Copy each line of the records that holds the string "join".

Data records
________________

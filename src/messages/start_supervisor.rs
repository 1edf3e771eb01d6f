use serde::{Deserialize, Serialize};

/// Mission kickoff record received from the mission manager.
#[derive(Clone, Copy, Debug, Default, PartialEq, Eq, Serialize, Deserialize)]
pub struct StartSupervisor {
    pub mission_id: i32,
}

impl StartSupervisor {
    pub fn new(mission_id: i32) -> Self {
        Self { mission_id }
    }
}
use std::collections::VecDeque;
use std::fs;
use std::io::Write;
use std::path::Path;

use super::atomic::Atomic;
use super::event::{Bag, Event};
use super::time::SimTime;
use crate::{event, log};

/// Root coordinator: advances simulation time to the next internal event or
/// scheduled input, runs output-before-internal, resolves ties through the
/// model's confluent transition and records the traces.
pub struct Runner<M: Atomic> {
    model: M,
    t_last: SimTime,
    t_next: SimTime,
    schedule: VecDeque<(SimTime, Event)>,
    outputs: Vec<(SimTime, Event)>,
    state_sink: Option<fs::File>,
    messages_sink: Option<fs::File>,
}

#[derive(Debug, strum_macros::Display)]
pub enum RunnerError {
    ResultsDirUnavailable,
    SinkUnavailable,
}

impl<M: Atomic> Runner<M> {
    /// In-memory runner used by the scenario tests.
    pub fn new(model: M, mut schedule: Vec<(SimTime, Event)>) -> Self {
        schedule.sort_by_key(|(t, _)| *t);
        let t_next = model.time_advance();
        Self {
            model,
            t_last: SimTime::ZERO,
            t_next,
            schedule: schedule.into(),
            outputs: Vec::new(),
            state_sink: None,
            messages_sink: None,
        }
    }

    /// Runner writing `output_state.txt` and `output_messages.txt` into the
    /// given results directory, creating it if needed.
    pub fn with_sinks(
        model: M,
        schedule: Vec<(SimTime, Event)>,
        results_dir: &Path,
    ) -> Result<Self, RunnerError> {
        fs::create_dir_all(results_dir).map_err(|_| RunnerError::ResultsDirUnavailable)?;
        let state_sink =
            fs::File::create(results_dir.join("output_state.txt")).map_err(|_| RunnerError::SinkUnavailable)?;
        let messages_sink = fs::File::create(results_dir.join("output_messages.txt"))
            .map_err(|_| RunnerError::SinkUnavailable)?;
        let mut runner = Self::new(model, schedule);
        runner.state_sink = Some(state_sink);
        runner.messages_sink = Some(messages_sink);
        Ok(runner)
    }

    pub fn model(&self) -> &M {
        &self.model
    }

    pub fn outputs(&self) -> &[(SimTime, Event)] {
        &self.outputs
    }

    /// Runs until the model passivates and no scheduled inputs remain.
    pub fn run_until_passivate(&mut self) {
        self.log_state(SimTime::ZERO);
        loop {
            let next_input = self.schedule.front().map_or(SimTime::INFINITY, |(t, _)| *t);
            let t = self.t_next.min(next_input);
            if t.is_infinite() {
                break;
            }

            let mut inputs = Bag::new();
            while self.schedule.front().is_some_and(|(st, _)| *st == t) {
                let (_, ev) = self.schedule.pop_front().unwrap();
                inputs.push(ev);
            }

            if t == self.t_next {
                let mut out = Bag::new();
                self.model.output(&mut out);
                self.log_messages(t, &out);
                for ev in out {
                    self.outputs.push((t, ev));
                }
                if inputs.is_empty() {
                    self.model.internal();
                } else {
                    let e = t - self.t_last;
                    self.model.confluent(e, &inputs);
                }
            } else {
                self.model.external(t - self.t_last, &inputs);
            }

            self.t_last = t;
            self.t_next = t + self.model.time_advance();
            self.log_state(t);
        }
        log!("Simulation passivated at {}", self.t_last);
    }

    fn log_state(&mut self, t: SimTime) {
        let mut lines = Vec::new();
        self.model.state_lines("supervisor", &mut lines);
        if let Some(sink) = self.state_sink.as_mut() {
            let _ = writeln!(sink, "{t}");
            for line in &lines {
                let _ = writeln!(sink, "{line}");
            }
        }
    }

    fn log_messages(&mut self, t: SimTime, out: &Bag) {
        if out.is_empty() {
            return;
        }
        for ev in out {
            event!("{t} {ev:?}");
        }
        if let Some(sink) = self.messages_sink.as_mut() {
            let _ = writeln!(sink, "{t}");
            for ev in out {
                let _ = writeln!(sink, "{ev:?}");
            }
        }
    }
}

________________

Exercise result:
            fs::File::create(results_dir.join("output_state.txt")).map_err(|_| RunnerError::SinkUnavailable)?;
        let messages_sink = fs::File::create(results_dir.join("output_messages.txt"))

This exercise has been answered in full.